Web Crawling
Kapa provides a specialized web scraper designed for extracting data from public websites. It allows you to ingest documentation, tutorials, blogs, and other web content into Kapa.
Prerequisites
- URLs of the websites you want to crawl
- Basic understanding of CSS selectors (for defining which content to extract)
- Access to the Kapa platform
Data ingested
When you connect Kapa to websites using Web Crawling, the following data is ingested:
- Page URLs
- Page titles and full content (converted to markdown)
- Hierarchical structures (if discoverable)
Setup
The Web Crawling source setup follows a two-step process:
Step 1: Crawling
In this phase, you define the universe of web pages to include in your knowledge base:
- Navigate to the Sources tab in the Kapa platform
- Click Add new source
- Select Web Crawling as the source type
- Enter a Start URL or specify multiple start URLs
- Configure crawling parameters (URLs to include/exclude, performance toggles)
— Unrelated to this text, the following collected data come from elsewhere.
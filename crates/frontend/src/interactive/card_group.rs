//! DOM side of one `.contra-cards` group: cards, prev/next buttons, the
//! `current / total` counter, the jump dots and the nested yes/no options.
//! All state lives in a [`CardGroupState`]; this view only renders it.

use super::choice;
use crate::shared::dom;
use contracts::domain::card_browser::Transition;
use contracts::domain::contra_section::CardGroupState;
use web_sys::Element;

pub const GROUP_SELECTOR: &str = ".contra-cards";
const CARD_SELECTOR: &str = ".contra-card";
pub const PREV_SELECTOR: &str = ".nav-btn.prev-btn";
pub const NEXT_SELECTOR: &str = ".nav-btn.next-btn";
const CURRENT_SELECTOR: &str = ".current-card";
const TOTAL_SELECTOR: &str = ".total-cards";
pub const DOT_SELECTOR: &str = ".card-dot";

pub struct CardGroupView {
    container: Element,
    cards: Vec<Element>,
    prev_btn: Option<Element>,
    next_btn: Option<Element>,
    current_span: Option<Element>,
    total_span: Option<Element>,
    dots: Vec<Element>,
    option_sets: Vec<Vec<Element>>,
}

impl CardGroupView {
    /// Discover the group's parts and build the matching state, first card
    /// active and no answer marked.
    pub fn bind(container: Element) -> (Self, CardGroupState) {
        let cards = dom::query_all(&container, CARD_SELECTOR);
        for card in &cards {
            // focusable for keyboard users
            let _ = card.set_attribute("tabindex", "0");
        }
        let option_sets = choice::option_sets(&container);
        let state = CardGroupState::new(
            container.id(),
            cards.len(),
            option_sets.iter().map(|set| choice::choice_group(set)).collect(),
        );

        let view = Self {
            prev_btn: dom::query(&container, PREV_SELECTOR),
            next_btn: dom::query(&container, NEXT_SELECTOR),
            current_span: dom::query(&container, CURRENT_SELECTOR),
            total_span: dom::query(&container, TOTAL_SELECTOR),
            dots: dom::query_all(&container, DOT_SELECTOR),
            option_sets,
            cards,
            container,
        };
        (view, state)
    }

    pub fn container(&self) -> &Element {
        &self.container
    }

    pub fn is_active(&self) -> bool {
        self.container.class_list().contains("active")
    }

    pub fn set_active(&self, active: bool) {
        dom::toggle_class(&self.container, "active", active);
    }

    pub fn dot_index(&self, dot: &Element) -> Option<usize> {
        self.dots.iter().position(|d| d == dot)
    }

    /// `(selector, option)` position of a `.check-option` inside this group.
    pub fn option_position(&self, option: &Element) -> Option<(usize, usize)> {
        self.option_sets.iter().enumerate().find_map(|(set, options)| {
            options
                .iter()
                .position(|o| o == option)
                .map(|index| (set, index))
        })
    }

    /// Swap the two cards named by `transition` and refresh the controls.
    pub fn apply(&self, state: &CardGroupState, transition: Option<Transition>) {
        let Some(Transition { hide, show }) = transition else {
            return;
        };
        if let Some(card) = self.cards.get(hide) {
            dom::set_visible(card, false);
        }
        if let Some(card) = self.cards.get(show) {
            dom::set_visible(card, true);
        }
        self.render_controls(state);
    }

    /// Full redraw: cards, counter, total, buttons, dots and answers.
    pub fn render(&self, state: &CardGroupState) {
        let nav = state.nav_state();
        for (index, card) in self.cards.iter().enumerate() {
            dom::set_visible(card, nav.is_card_visible(index));
        }
        if let (Some(span), Some(total)) = (&self.total_span, &nav.total_text) {
            dom::set_text(span, total);
        }
        self.render_controls(state);
        self.render_choices(state);
    }

    pub fn render_choices(&self, state: &CardGroupState) {
        for (options, group) in self.option_sets.iter().zip(state.choices()) {
            choice::render(options, group);
        }
    }

    fn render_controls(&self, state: &CardGroupState) {
        let nav = state.nav_state();
        if let (Some(span), Some(counter)) = (&self.current_span, &nav.counter_text) {
            dom::set_text(span, counter);
        }
        if let Some(btn) = &self.prev_btn {
            dom::set_disabled(btn, nav.prev_disabled);
        }
        if let Some(btn) = &self.next_btn {
            dom::set_disabled(btn, nav.next_disabled);
        }
        for (index, dot) in self.dots.iter().enumerate() {
            dom::toggle_class(dot, "active", nav.is_dot_active(index));
        }
    }
}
- Click Crawl to initiate the crawling process
- Review the Crawl Preview to ensure the right pages are included
- Once satisfied, proceed to the parsing step
Step 2: Parsing
After defining which pages to crawl, you need to tell Kapa which parts of each page to extract:
- In the Content Selection section, specify CSS selectors to extract the main content
- Configure exclusion parameters to remove irrelevant elements
- Click Convert to preview the parsed content
- Review the Source Preview to ensure the content is extracted correctly
- Iterate on your selectors until you achieve clean content extraction
- Click Save to finalize the source configuration
Best practices
Optimizing your crawl
- Start specific, then expand: Begin with a focused set of URLs before crawling an entire site
- Use URL patterns strategically: Include/exclude patterns can significantly improve crawl efficiency
- Target content containers: Select CSS elements that contain just the main content, avoiding navigation, footers, etc.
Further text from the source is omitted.